In 2006, Preston Hollow Elementary School achieved notoriety after a lawsuit claiming the school's class-assignment policies violated the 1954 Supreme Court Brown v. Board of Education decision. Judge Sam Lindsay ruled in November that the school's practices were not legal because they attempted to keep white students together even if minority students had to be placed in inappropriate courses; this ruling was miscited in at least one local paper as indicating that "all-white" classes had been created.

Cary Middle was disestablished in 2020 after a 2019 tornado destroyed the campus, with Medrano and Franklin taking portions of the boundary.

===Private schools===
As of 2007, many Preston Hollow residents send their children to private schools.

The Roman Catholic Diocese of Dallas operates area Catholic schools. Ursuline Academy of Dallas, a Catholic girls' high school, is located in the Estate area of Preston Hollow. Non-Catholic private schools within Preston Hollow North include St. Mark's School of Texas (1–12) and Preston Hollow Presbyterian School (1–6).

Private Catholic schools in the surrounding area include Jesuit College Preparatory School of Dallas (Boys, 9–12),Christ the King Catholic School (K-8), St. Rita Catholic School (K-8) and St. Monica Catholic School (K-8).
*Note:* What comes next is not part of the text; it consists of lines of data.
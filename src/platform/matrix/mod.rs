// ABOUTME: Matrix implementation of the gateway's ChatTransport
// ABOUTME: Session open/restore, sync loop, inbound conversion and recipient resolution for bridged phones

pub mod client;

pub use client::{create_client, create_dm_room, StoredSession};

use async_trait::async_trait;
use fieldbot_core::config::MatrixConfig;
use fieldbot_core::session::Credential;
use fieldbot_core::traits::{
    ChatTransport, ChatUser, DisconnectReason, Identity, InboundMessage, MessageBody, OpenOutcome,
    OpenSession, TransportError, TransportEvent,
};
use fieldbot_core::workflow::normalize_phone;
use matrix_sdk::{
    config::SyncSettings,
    event_handler::EventHandlerHandle,
    room::Room,
    ruma::{
        events::room::{
            member::StrippedRoomMemberEvent,
            message::{MessageType, OriginalSyncRoomMessageEvent, RoomMessageEventContent},
        },
        OwnedRoomId, OwnedUserId,
    },
    Client, RoomState,
};
use std::sync::Mutex;
use tokio::sync::mpsc;
use tokio::task::JoinHandle;

const PROVISIONING_HINT: &str =
    "No stored Matrix credential; set MATRIX_PASSWORD (or matrix.password) so the bot can log in";

/// The live client plus everything that must be torn down with it
struct LiveSession {
    client: Client,
    sync_task: JoinHandle<()>,
    handlers: Vec<EventHandlerHandle>,
}

pub struct MatrixTransport {
    config: MatrixConfig,
    country_code: String,
    store_passphrase: Option<String>,
    live: Mutex<Option<LiveSession>>,
}

impl MatrixTransport {
    pub fn new(config: MatrixConfig, country_code: impl Into<String>) -> Self {
        Self {
            config,
            country_code: country_code.into(),
            store_passphrase: None,
            live: Mutex::new(None),
        }
    }

    /// Encrypt the local sqlite state and crypto store with this passphrase
    pub fn with_store_passphrase(mut self, passphrase: Option<String>) -> Self {
        self.store_passphrase = passphrase;
        self
    }

    fn client(&self) -> Result<Client, TransportError> {
        self.live
            .lock()
            .unwrap_or_else(|poisoned| poisoned.into_inner())
            .as_ref()
            .map(|live| live.client.clone())
            .ok_or_else(|| TransportError::Network("no open Matrix session".to_string()))
    }

    fn register_message_handler(
        &self,
        client: &Client,
        tx: mpsc::Sender<TransportEvent>,
        bot_user_id: String,
    ) -> EventHandlerHandle {
        let prefix = self.config.puppet_prefix.clone();
        let bridge_server = self.config.bridge_server_name().to_string();

        client.add_event_handler(move |event: OriginalSyncRoomMessageEvent, room: Room| {
            let tx = tx.clone();
            let bot_user_id = bot_user_id.clone();
            let prefix = prefix.clone();
            let bridge_server = bridge_server.clone();
            async move {
                if room.state() != RoomState::Joined {
                    return;
                }

                let sender_id = event.sender.to_string();
                let mut sender = ChatUser::new(sender_id.clone());
                if let Some(phone) = phone_from_puppet(&sender_id, &prefix, &bridge_server) {
                    sender = sender.with_phone(phone);
                }
                if let Ok(Some(member)) = room.get_member(&event.sender).await {
                    if let Some(name) = member.display_name() {
                        sender = sender.with_name(name);
                    }
                }

                let message = InboundMessage {
                    chat_id: room.room_id().to_string(),
                    sender,
                    body: message_body(&event.content.msgtype),
                    is_self: sender_id == bot_user_id,
                    event_id: event.event_id.to_string(),
                    timestamp: {
                        let millis: u64 = event.origin_server_ts.0.into();
                        (millis / 1000) as i64
                    },
                };

                if tx.send(TransportEvent::Message(message)).await.is_err() {
                    tracing::debug!("Inbound event receiver dropped");
                }
            }
        })
    }

    /// Bridged contacts open a DM by inviting the bot; join those automatically
    fn register_invite_handler(&self, client: &Client) -> EventHandlerHandle {
        let bridge_server = self.config.bridge_server_name().to_string();

        client.add_event_handler(
            move |event: StrippedRoomMemberEvent, client: Client, room: Room| {
                let bridge_server = bridge_server.clone();
                async move {
                    if client.user_id() != Some(&*event.state_key) {
                        return;
                    }
                    if room.state() != RoomState::Invited {
                        return;
                    }

                    let inviter = event.sender.as_str();
                    if event.sender.server_name().as_str() != bridge_server {
                        tracing::warn!(
                            room_id = %room.room_id(),
                            inviter = %inviter,
                            "Ignoring room invite from outside the bridge"
                        );
                        return;
                    }

                    match room.join().await {
                        Ok(_) => tracing::info!(room_id = %room.room_id(), inviter = %inviter, "Joined room"),
                        Err(e) => tracing::error!(
                            error = %e,
                            room_id = %room.room_id(),
                            "Failed to join room"
                        ),
                    }
                }
            },
        )
    }

    async fn dm_room_for(&self, client: &Client, user_id: &str) -> Result<Option<String>, TransportError> {
        let Ok(user_id) = user_id.parse::<OwnedUserId>() else {
            return Ok(None);
        };
        if let Some(room) = client.get_dm_room(&user_id) {
            return Ok(Some(room.room_id().to_string()));
        }
        match create_dm_room(client, &user_id).await {
            Ok(room_id) => Ok(Some(room_id.to_string())),
            Err(e) if client::is_unknown_recipient(e.client_api_error_kind()) => {
                tracing::warn!(user_id = %user_id, error = %e, "Recipient cannot be invited");
                Ok(None)
            }
            Err(e) => Err(TransportError::Network(e.to_string())),
        }
    }
}

#[async_trait]
impl ChatTransport for MatrixTransport {
    fn platform_id(&self) -> &'static str {
        "matrix"
    }

    async fn open(&self, credential: Option<Credential>) -> Result<OpenOutcome, TransportError> {
        self.close().await;

        let stored = match credential {
            Some(ref credential) => Some(StoredSession::from_credential(credential)?),
            None if self.config.password.is_none() => {
                return Ok(OpenOutcome::NeedsProvisioning {
                    hint: PROVISIONING_HINT.to_string(),
                });
            }
            None => None,
        };

        let client = create_client(
            &self.config.home_server,
            &self.config.user_id,
            &self.config.device_name,
            self.store_passphrase.as_deref(),
        )
        .await
        .map_err(|e| TransportError::Network(format!("{:#}", e)))?;

        let session = match (stored, self.config.password.as_deref()) {
            (Some(stored), _) => {
                client::restore(&client, &stored).await?;
                stored
            }
            (None, Some(password)) => {
                client::login_with_password(
                    &client,
                    &self.config.user_id,
                    password,
                    &self.config.device_name,
                )
                .await?
            }
            (None, None) => {
                return Ok(OpenOutcome::NeedsProvisioning {
                    hint: PROVISIONING_HINT.to_string(),
                })
            }
        };

        // Initial sync establishes encryption; history it returns is not replayed as commands
        let response = client
            .sync_once(SyncSettings::default())
            .await
            .map_err(|e| client::classify_sdk(&e))?;

        let bot_user_id = client
            .user_id()
            .map(|id| id.to_string())
            .unwrap_or_else(|| session.user_id.clone());
        let name = client.account().get_display_name().await.ok().flatten();

        let (tx, rx) = mpsc::channel(256);
        let handlers = vec![
            self.register_message_handler(&client, tx.clone(), bot_user_id.clone()),
            self.register_invite_handler(&client),
        ];

        let sync_client = client.clone();
        let next_batch = response.next_batch;
        let sync_task = tokio::spawn(async move {
            let settings = SyncSettings::default().token(next_batch);
            let reason = match sync_client.sync(settings).await {
                Ok(()) => DisconnectReason::Network("sync loop ended".to_string()),
                Err(e) => DisconnectReason::from(client::classify_sdk(&e)),
            };
            tracing::warn!(reason = %reason, "Matrix sync loop stopped");
            let _ = tx.send(TransportEvent::Closed(reason)).await;
        });

        *self.live.lock().unwrap_or_else(|poisoned| poisoned.into_inner()) = Some(LiveSession {
            client,
            sync_task,
            handlers,
        });

        Ok(OpenOutcome::Open(OpenSession {
            identity: Identity {
                id: bot_user_id,
                name,
                phone: self.config.phone.clone(),
            },
            credential: session.to_credential()?,
            events: rx,
        }))
    }

    async fn send_text(&self, chat_id: &str, text: &str) -> Result<(), TransportError> {
        let client = self.client()?;
        let room_id: OwnedRoomId = chat_id
            .parse()
            .map_err(|_| TransportError::Network(format!("invalid room id {}", chat_id)))?;
        let room = client
            .get_room(&room_id)
            .ok_or_else(|| TransportError::Network(format!("room not found: {}", chat_id)))?;

        room.send(RoomMessageEventContent::text_plain(text))
            .await
            .map_err(|e| client::classify_sdk(&e))?;
        Ok(())
    }

    async fn keep_alive(&self) -> Result<(), TransportError> {
        let client = self.client()?;
        client
            .whoami()
            .await
            .map(|_| ())
            .map_err(|e| client::classify_http(&e))
    }

    async fn resolve_recipient(&self, recipient: &str) -> Result<Option<String>, TransportError> {
        let client = self.client()?;
        match classify_recipient(recipient) {
            Recipient::Room(room_id) => {
                let Ok(room_id) = room_id.parse::<OwnedRoomId>() else {
                    return Ok(None);
                };
                Ok(client
                    .get_room(&room_id)
                    .filter(|room| room.state() == RoomState::Joined)
                    .map(|room| room.room_id().to_string()))
            }
            Recipient::User(user_id) => self.dm_room_for(&client, &user_id).await,
            Recipient::Phone(raw) => {
                let Some(phone) = normalize_phone(&raw, &self.country_code) else {
                    return Ok(None);
                };
                let user_id = puppet_user_id(
                    &phone,
                    &self.config.puppet_prefix,
                    self.config.bridge_server_name(),
                );
                self.dm_room_for(&client, &user_id).await
            }
            Recipient::Unknown => Ok(None),
        }
    }

    async fn close(&self) {
        let live = self
            .live
            .lock()
            .unwrap_or_else(|poisoned| poisoned.into_inner())
            .take();
        if let Some(live) = live {
            live.sync_task.abort();
            for handle in live.handlers {
                live.client.remove_event_handler(handle);
            }
            tracing::debug!("Matrix session closed");
        }
    }
}

/// Text-bearing shapes map to text; media keeps only its caption
pub fn message_body(msgtype: &MessageType) -> MessageBody {
    fn media(kind: &str, caption: Option<&str>) -> MessageBody {
        MessageBody::Media {
            kind: kind.to_string(),
            caption: caption.map(str::to_string),
        }
    }

    match msgtype {
        MessageType::Text(text) => MessageBody::Text(text.body.clone()),
        MessageType::Emote(emote) => MessageBody::Text(emote.body.clone()),
        MessageType::Notice(notice) => MessageBody::Notice(notice.body.clone()),
        MessageType::Image(content) => media("image", content.caption()),
        MessageType::File(content) => media("file", content.caption()),
        MessageType::Video(content) => media("video", content.caption()),
        MessageType::Audio(content) => media("audio", content.caption()),
        other => MessageBody::Unsupported(other.msgtype().to_string()),
    }
}

#[derive(Debug, Clone, PartialEq, Eq)]
pub enum Recipient {
    Room(String),
    User(String),
    Phone(String),
    Unknown,
}

pub fn classify_recipient(recipient: &str) -> Recipient {
    let recipient = recipient.trim();
    if recipient.starts_with('!') {
        Recipient::Room(recipient.to_string())
    } else if recipient.starts_with('@') {
        Recipient::User(recipient.to_string())
    } else if !recipient.is_empty()
        && recipient.chars().any(|c| c.is_ascii_digit())
        && recipient
            .chars()
            .all(|c| c.is_ascii_digit() || matches!(c, '+' | ' ' | '-' | '(' | ')'))
    {
        Recipient::Phone(recipient.to_string())
    } else {
        Recipient::Unknown
    }
}

/// `@<prefix><digits>:<server>` for a bridged phone contact
pub fn puppet_user_id(phone: &str, prefix: &str, server: &str) -> String {
    format!("@{}{}:{}", prefix, phone, server)
}

/// Inverse of [`puppet_user_id`]; None for anyone who is not a bridged phone
pub fn phone_from_puppet(user_id: &str, prefix: &str, server: &str) -> Option<String> {
    let (localpart, user_server) = user_id.strip_prefix('@')?.split_once(':')?;
    if user_server != server {
        return None;
    }
    let digits = localpart.strip_prefix(prefix)?;
    (!digits.is_empty() && digits.chars().all(|c| c.is_ascii_digit())).then(|| digits.to_string())
}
Other private schools in the surrounding area include Episcopal School of Dallas (PreK-12), Hockaday School (PreK-12, Girls), Parish Episcopal School (PreK-12), and Good Shepherd Episcopal School (PreK-8).

Three co-ed, nonsectarian private schools exist in Dallas that do not require uniforms, the Greenhill School (boys and girls k-12) in Addison, Lakehill Preparatory School in East Dallas, and Alcuin School all of which serve as an option for parents who want to send their children to schools not backed by a religious organization.

Nonsectarian co-ed private school Dallas International School Churchill Way Campus (TPS 2 year old-4th Grade) Waterview Campus (5th-12th Grade).

===Colleges and universities===
Preston Hollow is within the Dallas County Community College District.

Southern Methodist University is in proximity to Preston Hollow.

===Public libraries===
Dallas Public Library operates the Preston Royal Branch in the Preston Hollow area. It first opened in 1964. Its roof has arches above, and according to Andrew Scoggin of The Dallas Morning News, this makes the library appear distinct compared to others in the library system. As of 2013, there is no funding for a new library building intended to replace the current library.

==Parks and recreation==
The City of Dallas operates two neighborhood parks, Netherland Park and Preston Hollow Park. The 7.2 acre Preston Hollow Park includes two baseball/softball fields, one soccer/football field, two tennis courts, one playground, seven picnic tables, and trails. The 5.3 acre Netherland Park includes two tennis courts and trails. Preston Hollow East and Preston Hollow North, two homeowners associations that cover most of eastern Preston Hollow, organize recreational activities such as book clubs and chess games.

==Media==
The Dallas Morning News is the local citywide newspaper. The locally produced Preston Hollow newspaper is also distributed to residents of Preston Hollow.